// Persisted form of a snapshot: one flat row per (hostname, created_at).

use serde::{Deserialize, Serialize};
use wincode::{SchemaRead, SchemaWrite};

use super::Snapshot;

/// Append-only fact row. Rows are never updated; they leave the store only
/// through retention expiry or by being packed into a compressed segment.
/// Multi-disk and multi-sensor detail is live-only: the row persists the
/// first disk entry and the first temperature sensor as representatives.
#[derive(Debug, Clone, PartialEq, Serialize, Deserialize, SchemaRead, SchemaWrite)]
pub struct MetricsRow {
    pub hostname: String,
    /// Sample instant, epoch milliseconds UTC.
    pub created_at: i64,
    pub cpu_percent: f64,
    pub cpu_freq_current: f64,
    pub cpu_freq_min: f64,
    pub cpu_freq_max: f64,
    pub memory_total: u64,
    pub memory_available: u64,
    pub memory_used: u64,
    pub memory_percent: f64,
    pub swap_total: u64,
    pub swap_used: u64,
    pub swap_free: u64,
    pub swap_percent: f64,
    pub disk_total: u64,
    pub disk_used: u64,
    pub disk_free: u64,
    pub disk_percent: f64,
    pub network_bytes_sent: u64,
    pub network_bytes_recv: u64,
    pub network_send_rate: f64,
    pub network_recv_rate: f64,
    pub temperature: f64,
    /// Boot instant, epoch milliseconds UTC.
    pub boot_time: i64,
}

impl MetricsRow {
    pub fn from_snapshot(s: &Snapshot) -> Self {
        let disk = s.disk.first();
        let temp = s.temperature.first();
        Self {
            hostname: s.hostname.clone(),
            created_at: s.timestamp.timestamp_millis(),
            cpu_percent: s.cpu.percent,
            cpu_freq_current: s.cpu.freq_current,
            cpu_freq_min: s.cpu.freq_min,
            cpu_freq_max: s.cpu.freq_max,
            memory_total: s.memory.total,
            memory_available: s.memory.available,
            memory_used: s.memory.used,
            memory_percent: s.memory.percent,
            swap_total: s.memory.swap_total,
            swap_used: s.memory.swap_used,
            swap_free: s.memory.swap_free,
            swap_percent: s.memory.swap_percent,
            disk_total: disk.map_or(0, |d| d.total),
            disk_used: disk.map_or(0, |d| d.used),
            disk_free: disk.map_or(0, |d| d.free),
            disk_percent: disk.map_or(0.0, |d| d.percent),
            network_bytes_sent: s.network.bytes_sent_total,
            network_bytes_recv: s.network.bytes_recv_total,
            network_send_rate: s.network.send_rate_mbps,
            network_recv_rate: s.network.recv_rate_mbps,
            temperature: temp.map_or(0.0, |t| t.current),
            boot_time: s.system_time.boot_time.timestamp_millis(),
        }
    }
}
use anyhow::Result;
use std::sync::Arc;
use std::sync::atomic::{AtomicU64, AtomicUsize};
use systempulse::*;
use tokio::sync::broadcast;
use tracing_subscriber::EnvFilter;
use tracing_subscriber::fmt::time::FormatTime;

#[cfg(not(target_env = "msvc"))]
#[global_allocator]
static GLOBAL: tikv_jemallocator::Jemalloc = tikv_jemallocator::Jemalloc;

struct LocalTimer;

impl FormatTime for LocalTimer {
    fn format_time(&self, w: &mut tracing_subscriber::fmt::format::Writer<'_>) -> std::fmt::Result {
        write!(
            w,
            "{}",
            chrono::Local::now().format("%Y-%m-%dT%H:%M:%S%.3f%:z")
        )
    }
}

#[tokio::main]
async fn main() -> Result<()> {
    let filter = EnvFilter::try_from_default_env().unwrap_or_else(|_| EnvFilter::new("info"));
    tracing_subscriber::fmt()
        .with_timer(LocalTimer)
        .with_env_filter(filter)
        .init();
    tracing::info!("{} v{}", version::NAME, version::VERSION);

    let app_config = config::AppConfig::load()?;
    let (tx, _) = broadcast::channel::<models::Snapshot>(app_config.publishing.broadcast_capacity);

    let source = source::SysinfoSource::new();
    let system_info = Arc::new(
        source
            .system_info()
            .await
            .map_err(|e| anyhow::anyhow!("system info: {}", e))?,
    );

    let store = Arc::new(
        metrics_store::MetricsStore::connect(
            &app_config.database.path,
            app_config.database.max_pool_size,
            metrics_store::StorePolicies::new(
                app_config.database.retention_days,
                app_config.database.compress_after_hours,
            ),
        )
        .await?,
    );
    store.init().await?;

    let ws_connections = Arc::new(AtomicUsize::new(0));
    let rows_written_total = Arc::new(AtomicU64::new(0));
    let (shutdown_tx, shutdown_rx) = tokio::sync::oneshot::channel();
    let (write_tx, write_rx) = tokio::sync::mpsc::channel(worker::WRITE_QUEUE_CAPACITY);

    let writer_handle =
        worker::spawn_row_writer(write_rx, store.clone(), rows_written_total.clone());
    let worker_handle = worker::spawn(
        worker::WorkerDeps {
            sampler: sampler::Sampler::new(source, system_info.hostname.clone()),
            tx: tx.clone(),
            write_tx,
            ws_connections: ws_connections.clone(),
            rows_written_total,
            shutdown_rx,
        },
        worker::WorkerConfig {
            sample_interval_ms: app_config.sampling.sample_interval_ms,
            stats_log_interval_secs: app_config.sampling.stats_log_interval_secs,
        },
    );
    let _maintenance = maintenance::spawn(store.clone(), app_config.maintenance.clone());

    let app = routes::app(tx, store, system_info, ws_connections, app_config.clone());
    let addr = format!("{}:{}", app_config.server.host, app_config.server.port);
    let listener = tokio::net::TcpListener::bind(&addr).await?;
    tracing::info!("Listening on http://{}", addr);

    let in_container = std::path::Path::new("/.dockerenv").exists()
        || std::env::var("CONTAINER").as_deref() == Ok("1");

    if in_container {
        // In Docker: run server until error or SIGTERM (no signal handler; avoids immediate exit)
        axum::serve(listener, app).await?;
    } else {
        tokio::select! {
            result = axum::serve(listener, app) => {
                result?;
            }
            _ = async {
                #[cfg(unix)]
                {
                    let mut sigterm = match tokio::signal::unix::signal(tokio::signal::unix::SignalKind::terminate()) {
                        Ok(s) => s,
                        Err(_) => {
                            let _ = tokio::signal::ctrl_c().await;
                            return;
                        }
                    };
                    tokio::select! {
                        _ = tokio::signal::ctrl_c() => {}
                        _ = sigterm.recv() => {}
                    }
                }
                #[cfg(not(unix))]
                {
                    tokio::signal::ctrl_c().await
                }
            } => {
                tracing::info!("Received shutdown signal");
                // Stop sampling, then let the writer drain the queue.
                let _ = shutdown_tx.send(());
                let _ = worker_handle.await;
                let _ = writer_handle.await;
            }
        }
    }

    Ok(())
}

= = = = =

**Work task:**
Copy out each entry above with no deviation.

**Written response:**
// Persisted form of a snapshot: one flat row per (hostname, created_at).

use serde::{Deserialize, Serialize};
use wincode::{SchemaRead, SchemaWrite};

use super::Snapshot;

/// Append-only fact row. Rows are never updated; they leave the store only
/// through retention expiry or by being packed into a compressed segment.
/// Multi-disk and multi-sensor detail is live-only: the row persists the
/// first disk entry and the first temperature sensor as representatives.
#[derive(Debug, Clone, PartialEq, Serialize, Deserialize, SchemaRead, SchemaWrite)]
pub struct MetricsRow {
    pub hostname: String,
    /// Sample instant, epoch milliseconds UTC.
    pub created_at: i64,
    pub cpu_percent: f64,
    pub cpu_freq_current: f64,
    pub cpu_freq_min: f64,
    pub cpu_freq_max: f64,
    pub memory_total: u64,
    pub memory_available: u64,
    pub memory_used: u64,
    pub memory_percent: f64,
    pub swap_total: u64,
    pub swap_used: u64,
    pub swap_free: u64,
    pub swap_percent: f64,
    pub disk_total: u64,
    pub disk_used: u64,
    pub disk_free: u64,
    pub disk_percent: f64,
    pub network_bytes_sent: u64,
    pub network_bytes_recv: u64,
    pub network_send_rate: f64,
    pub network_recv_rate: f64,
    pub temperature: f64,
    /// Boot instant, epoch milliseconds UTC.
    pub boot_time: i64,
}

impl MetricsRow {
    pub fn from_snapshot(s: &Snapshot) -> Self {
        let disk = s.disk.first();
        let temp = s.temperature.first();
        Self {
            hostname: s.hostname.clone(),
            created_at: s.timestamp.timestamp_millis(),
            cpu_percent: s.cpu.percent,
            cpu_freq_current: s.cpu.freq_current,
            cpu_freq_min: s.cpu.freq_min,
            cpu_freq_max: s.cpu.freq_max,
            memory_total: s.memory.total,
            memory_available: s.memory.available,
            memory_used: s.memory.used,
            memory_percent: s.memory.percent,
            swap_total: s.memory.swap_total,
            swap_used: s.memory.swap_used,
            swap_free: s.memory.swap_free,
            swap_percent: s.memory.swap_percent,
            disk_total: disk.map_or(0, |d| d.total),
            disk_used: disk.map_or(0, |d| d.used),
            disk_free: disk.map_or(0, |d| d.free),
            disk_percent: disk.map_or(0.0, |d| d.percent),
            network_bytes_sent: s.network.bytes_sent_total,
            network_bytes_recv: s.network.bytes_recv_total,
            network_send_rate: s.network.send_rate_mbps,
            network_recv_rate: s.network.recv_rate_mbps,
            temperature: temp.map_or(0.0, |t| t.current),
            boot_time: s.system_time.boot_time.timestamp_millis(),
        }
    }
}
use anyhow::Result;
use std::sync::Arc;
use std::sync::atomic::{AtomicU64, AtomicUsize};
use systempulse::*;
use tokio::sync::broadcast;
use tracing_subscriber::EnvFilter;
use tracing_subscriber::fmt::time::FormatTime;

#[cfg(not(target_env = "msvc"))]
#[global_allocator]
static GLOBAL: tikv_jemallocator::Jemalloc = tikv_jemallocator::Jemalloc;

struct LocalTimer;

impl FormatTime for LocalTimer {
    fn format_time(&self, w: &mut tracing_subscriber::fmt::format::Writer<'_>) -> std::fmt::Result {
        write!(
            w,
            "{}",
            chrono::Local::now().format("%Y-%m-%dT%H:%M:%S%.3f%:z")
        )
    }
}

#[tokio::main]
async fn main() -> Result<()> {
    let filter = EnvFilter::try_from_default_env().unwrap_or_else(|_| EnvFilter::new("info"));
    tracing_subscriber::fmt()
        .with_timer(LocalTimer)
        .with_env_filter(filter)
        .init();
    tracing::info!("{} v{}", version::NAME, version::VERSION);

    let app_config = config::AppConfig::load()?;
    let (tx, _) = broadcast::channel::<models::Snapshot>(app_config.publishing.broadcast_capacity);

    let source = source::SysinfoSource::new();
    let system_info = Arc::new(
        source
            .system_info()
            .await
            .map_err(|e| anyhow::anyhow!("system info: {}", e))?,
    );

    let store = Arc::new(
        metrics_store::MetricsStore::connect(
            &app_config.database.path,
            app_config.database.max_pool_size,
            metrics_store::StorePolicies::new(
                app_config.database.retention_days,
                app_config.database.compress_after_hours,
            ),
        )
        .await?,
    );
    store.init().await?;

    let ws_connections = Arc::new(AtomicUsize::new(0));
    let rows_written_total = Arc::new(AtomicU64::new(0));
    let (shutdown_tx, shutdown_rx) = tokio::sync::oneshot::channel();
    let (write_tx, write_rx) = tokio::sync::mpsc::channel(worker::WRITE_QUEUE_CAPACITY);

    let writer_handle =
        worker::spawn_row_writer(write_rx, store.clone(), rows_written_total.clone());
    let worker_handle = worker::spawn(
        worker::WorkerDeps {
            sampler: sampler::Sampler::new(source, system_info.hostname.clone()),
            tx: tx.clone(),
            write_tx,
            ws_connections: ws_connections.clone(),
            rows_written_total,
            shutdown_rx,
        },
        worker::WorkerConfig {
            sample_interval_ms: app_config.sampling.sample_interval_ms,
            stats_log_interval_secs: app_config.sampling.stats_log_interval_secs,
        },
    );
    let _maintenance = maintenance::spawn(store.clone(), app_config.maintenance.clone());

    let app = routes::app(tx, store, system_info, ws_connections, app_config.clone());
    let addr = format!("{}:{}", app_config.server.host, app_config.server.port);
    let listener = tokio::net::TcpListener::bind(&addr).await?;
    tracing::info!("Listening on http://{}", addr);

    let in_container = std::path::Path::new("/.dockerenv").exists()
        || std::env::var("CONTAINER").as_deref() == Ok("1");

    if in_container {
        // In Docker: run server until error or SIGTERM (no signal handler; avoids immediate exit)
        axum::serve(listener, app).await?;
    } else {
        tokio::select! {
            result = axum::serve(listener, app) => {
                result?;
            }
            _ = async {
                #[cfg(unix)]
                {
                    let mut sigterm = match tokio::signal::unix::signal(tokio::signal::unix::SignalKind::terminate()) {
                        Ok(s) => s,
                        Err(_) => {
                            let _ = tokio::signal::ctrl_c().await;
                            return;
                        }
                    };
                    tokio::select! {
                        _ = tokio::signal::ctrl_c() => {}
                        _ = sigterm.recv() => {}
                    }
                }
                #[cfg(not(unix))]
                {
                    tokio::signal::ctrl_c().await
                }
            } => {
                tracing::info!("Received shutdown signal");
                // Stop sampling, then let the writer drain the queue.
                let _ = shutdown_tx.send(());
                let _ = worker_handle.await;
                let _ = writer_handle.await;
            }
        }
    }

    Ok(())
}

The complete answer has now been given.